» RECORDS SHOWN:

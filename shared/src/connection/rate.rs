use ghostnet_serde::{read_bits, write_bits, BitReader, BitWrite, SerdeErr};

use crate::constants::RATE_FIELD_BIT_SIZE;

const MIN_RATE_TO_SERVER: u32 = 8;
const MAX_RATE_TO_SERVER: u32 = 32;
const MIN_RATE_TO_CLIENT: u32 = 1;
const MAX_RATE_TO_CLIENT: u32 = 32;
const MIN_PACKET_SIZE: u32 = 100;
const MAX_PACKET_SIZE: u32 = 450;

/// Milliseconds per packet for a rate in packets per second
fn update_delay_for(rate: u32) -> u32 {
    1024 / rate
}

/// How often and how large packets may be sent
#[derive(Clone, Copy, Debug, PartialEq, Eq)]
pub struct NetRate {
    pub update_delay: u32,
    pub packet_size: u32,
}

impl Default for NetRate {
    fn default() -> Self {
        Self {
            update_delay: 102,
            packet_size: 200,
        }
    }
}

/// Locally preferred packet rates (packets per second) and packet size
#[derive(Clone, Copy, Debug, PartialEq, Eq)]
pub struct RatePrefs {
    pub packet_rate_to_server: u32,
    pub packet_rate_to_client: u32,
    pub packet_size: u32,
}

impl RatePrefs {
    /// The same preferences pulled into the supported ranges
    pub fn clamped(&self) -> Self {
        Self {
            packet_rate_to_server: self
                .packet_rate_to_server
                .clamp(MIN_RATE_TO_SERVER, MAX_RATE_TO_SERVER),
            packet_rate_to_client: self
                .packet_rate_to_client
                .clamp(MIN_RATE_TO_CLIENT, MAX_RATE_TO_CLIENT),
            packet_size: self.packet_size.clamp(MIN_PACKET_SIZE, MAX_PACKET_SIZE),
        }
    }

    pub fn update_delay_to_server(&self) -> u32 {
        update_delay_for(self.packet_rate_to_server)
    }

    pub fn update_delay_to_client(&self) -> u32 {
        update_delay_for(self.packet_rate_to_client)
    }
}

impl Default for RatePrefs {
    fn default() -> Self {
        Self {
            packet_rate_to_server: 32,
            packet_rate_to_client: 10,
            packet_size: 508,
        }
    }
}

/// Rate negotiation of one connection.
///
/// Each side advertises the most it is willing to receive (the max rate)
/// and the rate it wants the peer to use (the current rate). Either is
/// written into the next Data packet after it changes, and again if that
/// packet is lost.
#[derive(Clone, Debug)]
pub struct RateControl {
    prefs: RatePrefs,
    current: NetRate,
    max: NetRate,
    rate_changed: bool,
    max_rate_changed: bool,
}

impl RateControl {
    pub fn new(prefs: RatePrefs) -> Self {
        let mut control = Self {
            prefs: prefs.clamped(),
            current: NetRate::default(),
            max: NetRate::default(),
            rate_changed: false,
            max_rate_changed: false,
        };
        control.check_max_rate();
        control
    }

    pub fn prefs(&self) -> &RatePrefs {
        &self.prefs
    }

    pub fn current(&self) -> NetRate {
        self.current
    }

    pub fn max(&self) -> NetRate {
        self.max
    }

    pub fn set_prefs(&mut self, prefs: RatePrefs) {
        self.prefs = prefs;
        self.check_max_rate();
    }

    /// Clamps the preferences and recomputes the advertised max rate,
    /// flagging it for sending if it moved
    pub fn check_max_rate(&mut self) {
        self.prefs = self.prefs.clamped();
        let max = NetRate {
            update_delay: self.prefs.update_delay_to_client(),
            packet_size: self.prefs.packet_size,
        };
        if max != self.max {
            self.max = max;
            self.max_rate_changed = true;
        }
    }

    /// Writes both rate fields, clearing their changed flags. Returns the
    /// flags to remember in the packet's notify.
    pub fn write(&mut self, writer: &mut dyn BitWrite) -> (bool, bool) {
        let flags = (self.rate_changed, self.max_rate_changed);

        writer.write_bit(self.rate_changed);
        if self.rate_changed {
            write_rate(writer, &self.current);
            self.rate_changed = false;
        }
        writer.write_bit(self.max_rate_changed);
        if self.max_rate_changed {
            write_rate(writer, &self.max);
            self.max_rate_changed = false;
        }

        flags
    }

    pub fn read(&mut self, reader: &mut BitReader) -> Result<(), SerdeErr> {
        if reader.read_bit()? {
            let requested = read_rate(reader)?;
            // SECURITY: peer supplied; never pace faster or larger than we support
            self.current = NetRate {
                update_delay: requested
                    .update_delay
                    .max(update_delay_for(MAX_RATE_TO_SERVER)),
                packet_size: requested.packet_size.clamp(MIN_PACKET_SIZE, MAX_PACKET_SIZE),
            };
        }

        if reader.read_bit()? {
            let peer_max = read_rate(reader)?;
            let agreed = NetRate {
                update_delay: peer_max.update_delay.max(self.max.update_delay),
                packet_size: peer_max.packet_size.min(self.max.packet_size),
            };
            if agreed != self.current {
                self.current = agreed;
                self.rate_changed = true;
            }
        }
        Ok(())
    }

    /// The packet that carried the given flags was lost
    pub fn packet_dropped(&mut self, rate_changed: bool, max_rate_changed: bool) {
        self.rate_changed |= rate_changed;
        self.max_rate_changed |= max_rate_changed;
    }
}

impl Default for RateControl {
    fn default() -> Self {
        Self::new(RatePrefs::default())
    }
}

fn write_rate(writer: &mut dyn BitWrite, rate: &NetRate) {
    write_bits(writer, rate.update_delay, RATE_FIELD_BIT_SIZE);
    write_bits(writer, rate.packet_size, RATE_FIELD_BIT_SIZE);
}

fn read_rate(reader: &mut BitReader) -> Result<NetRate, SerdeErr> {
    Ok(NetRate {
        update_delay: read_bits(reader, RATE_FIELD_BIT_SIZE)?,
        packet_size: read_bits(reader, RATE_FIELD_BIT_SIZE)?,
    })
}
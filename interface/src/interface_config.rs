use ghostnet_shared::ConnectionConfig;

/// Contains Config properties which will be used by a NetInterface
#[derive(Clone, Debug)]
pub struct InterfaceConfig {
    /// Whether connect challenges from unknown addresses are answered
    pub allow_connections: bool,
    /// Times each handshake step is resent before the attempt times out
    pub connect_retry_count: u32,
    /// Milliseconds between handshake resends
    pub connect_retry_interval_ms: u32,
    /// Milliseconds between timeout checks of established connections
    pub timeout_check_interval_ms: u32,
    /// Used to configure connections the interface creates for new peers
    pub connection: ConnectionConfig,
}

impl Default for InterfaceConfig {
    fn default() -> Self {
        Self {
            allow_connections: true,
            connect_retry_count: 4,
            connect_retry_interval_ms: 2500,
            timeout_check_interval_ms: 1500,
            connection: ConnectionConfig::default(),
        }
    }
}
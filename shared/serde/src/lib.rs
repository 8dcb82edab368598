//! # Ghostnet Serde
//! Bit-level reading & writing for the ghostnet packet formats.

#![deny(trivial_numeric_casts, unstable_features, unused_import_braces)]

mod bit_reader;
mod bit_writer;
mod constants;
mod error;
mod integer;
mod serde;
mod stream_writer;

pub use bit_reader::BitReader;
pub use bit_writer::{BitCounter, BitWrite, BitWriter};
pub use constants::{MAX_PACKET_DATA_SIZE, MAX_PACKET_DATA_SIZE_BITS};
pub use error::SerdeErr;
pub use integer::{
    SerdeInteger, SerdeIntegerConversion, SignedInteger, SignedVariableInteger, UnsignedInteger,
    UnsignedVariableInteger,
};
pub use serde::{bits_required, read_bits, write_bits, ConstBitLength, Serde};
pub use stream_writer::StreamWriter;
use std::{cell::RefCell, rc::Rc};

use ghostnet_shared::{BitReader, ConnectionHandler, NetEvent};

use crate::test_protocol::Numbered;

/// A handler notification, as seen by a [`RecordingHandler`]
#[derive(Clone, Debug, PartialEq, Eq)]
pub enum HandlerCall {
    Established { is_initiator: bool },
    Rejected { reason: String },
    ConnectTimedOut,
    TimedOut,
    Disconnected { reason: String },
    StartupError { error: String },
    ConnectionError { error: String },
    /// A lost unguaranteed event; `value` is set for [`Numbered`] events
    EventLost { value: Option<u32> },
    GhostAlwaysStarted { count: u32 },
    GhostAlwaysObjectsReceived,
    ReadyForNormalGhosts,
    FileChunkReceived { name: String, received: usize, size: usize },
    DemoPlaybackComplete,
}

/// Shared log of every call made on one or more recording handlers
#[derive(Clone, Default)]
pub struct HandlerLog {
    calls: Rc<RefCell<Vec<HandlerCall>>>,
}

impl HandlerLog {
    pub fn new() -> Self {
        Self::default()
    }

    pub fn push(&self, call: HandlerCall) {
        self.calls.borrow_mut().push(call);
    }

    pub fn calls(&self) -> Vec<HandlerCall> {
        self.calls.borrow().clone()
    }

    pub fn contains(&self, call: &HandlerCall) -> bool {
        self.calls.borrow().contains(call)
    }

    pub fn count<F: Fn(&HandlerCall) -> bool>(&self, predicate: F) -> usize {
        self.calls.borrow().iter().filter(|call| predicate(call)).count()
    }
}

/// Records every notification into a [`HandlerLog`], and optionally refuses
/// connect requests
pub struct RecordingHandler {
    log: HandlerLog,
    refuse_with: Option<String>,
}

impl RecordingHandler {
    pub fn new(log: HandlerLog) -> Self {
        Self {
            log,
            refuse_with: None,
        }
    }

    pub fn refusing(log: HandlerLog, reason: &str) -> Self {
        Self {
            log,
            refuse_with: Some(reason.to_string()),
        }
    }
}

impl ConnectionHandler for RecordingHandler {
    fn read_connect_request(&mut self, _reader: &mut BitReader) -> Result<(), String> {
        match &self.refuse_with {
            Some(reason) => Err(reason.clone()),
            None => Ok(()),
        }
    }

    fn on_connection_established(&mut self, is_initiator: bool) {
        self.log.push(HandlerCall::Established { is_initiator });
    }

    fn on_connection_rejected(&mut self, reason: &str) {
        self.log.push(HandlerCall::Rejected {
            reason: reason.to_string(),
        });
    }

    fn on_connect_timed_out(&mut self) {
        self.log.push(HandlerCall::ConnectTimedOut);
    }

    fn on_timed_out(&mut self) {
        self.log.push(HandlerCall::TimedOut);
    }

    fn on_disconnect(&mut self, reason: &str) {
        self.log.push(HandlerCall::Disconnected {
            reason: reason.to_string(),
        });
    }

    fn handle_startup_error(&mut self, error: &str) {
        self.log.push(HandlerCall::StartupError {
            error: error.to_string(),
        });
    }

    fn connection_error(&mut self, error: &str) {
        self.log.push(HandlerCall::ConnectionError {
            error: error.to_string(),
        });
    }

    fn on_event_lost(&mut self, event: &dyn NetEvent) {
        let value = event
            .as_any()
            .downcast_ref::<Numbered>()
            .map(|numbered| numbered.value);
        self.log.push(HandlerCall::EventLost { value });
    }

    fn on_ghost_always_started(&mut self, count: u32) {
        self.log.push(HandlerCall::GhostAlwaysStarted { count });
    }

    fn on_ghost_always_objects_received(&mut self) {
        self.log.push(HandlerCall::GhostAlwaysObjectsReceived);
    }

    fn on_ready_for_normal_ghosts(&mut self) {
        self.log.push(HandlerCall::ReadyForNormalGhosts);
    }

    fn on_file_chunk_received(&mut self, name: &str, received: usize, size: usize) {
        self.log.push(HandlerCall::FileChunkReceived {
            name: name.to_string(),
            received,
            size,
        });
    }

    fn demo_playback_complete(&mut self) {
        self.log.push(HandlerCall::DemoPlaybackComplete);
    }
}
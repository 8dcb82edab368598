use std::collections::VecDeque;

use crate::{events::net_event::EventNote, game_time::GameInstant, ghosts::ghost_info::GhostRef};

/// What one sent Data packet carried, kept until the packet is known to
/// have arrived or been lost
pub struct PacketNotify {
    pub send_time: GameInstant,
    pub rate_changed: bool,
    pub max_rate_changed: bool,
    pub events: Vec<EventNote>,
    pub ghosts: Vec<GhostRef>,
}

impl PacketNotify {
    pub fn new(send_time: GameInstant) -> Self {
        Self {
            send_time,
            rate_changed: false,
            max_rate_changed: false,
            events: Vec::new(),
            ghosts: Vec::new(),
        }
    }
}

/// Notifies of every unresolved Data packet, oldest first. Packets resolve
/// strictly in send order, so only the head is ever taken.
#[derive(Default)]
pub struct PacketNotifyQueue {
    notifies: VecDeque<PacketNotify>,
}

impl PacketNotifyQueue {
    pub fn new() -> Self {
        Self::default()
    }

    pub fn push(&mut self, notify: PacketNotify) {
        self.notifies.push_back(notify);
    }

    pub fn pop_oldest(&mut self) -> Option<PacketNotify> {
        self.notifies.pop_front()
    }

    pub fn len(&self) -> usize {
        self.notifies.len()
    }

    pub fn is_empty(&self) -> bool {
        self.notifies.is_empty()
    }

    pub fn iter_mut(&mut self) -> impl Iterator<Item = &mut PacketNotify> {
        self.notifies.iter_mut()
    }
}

» WORK REQUIRED: If a line falls between the first line of the records and the line containing "and packet size", inclusive, repeat it exactly; leave out all others.

» YOUR SOLUTION:
filename shared/src/connection/rate.rs
use ghostnet_serde::{read_bits, write_bits, BitReader, BitWrite, SerdeErr};

use crate::constants::RATE_FIELD_BIT_SIZE;

const MIN_RATE_TO_SERVER: u32 = 8;
const MAX_RATE_TO_SERVER: u32 = 32;
const MIN_RATE_TO_CLIENT: u32 = 1;
const MAX_RATE_TO_CLIENT: u32 = 32;
const MIN_PACKET_SIZE: u32 = 100;
const MAX_PACKET_SIZE: u32 = 450;

/// Milliseconds per packet for a rate in packets per second
fn update_delay_for(rate: u32) -> u32 {
    1024 / rate
}

/// How often and how large packets may be sent
#[derive(Clone, Copy, Debug, PartialEq, Eq)]
pub struct NetRate {
    pub update_delay: u32,
    pub packet_size: u32,
}

impl Default for NetRate {
    fn default() -> Self {
        Self {
            update_delay: 102,
            packet_size: 200,
        }
    }
}

/// Locally preferred packet rates (packets per second) and packet size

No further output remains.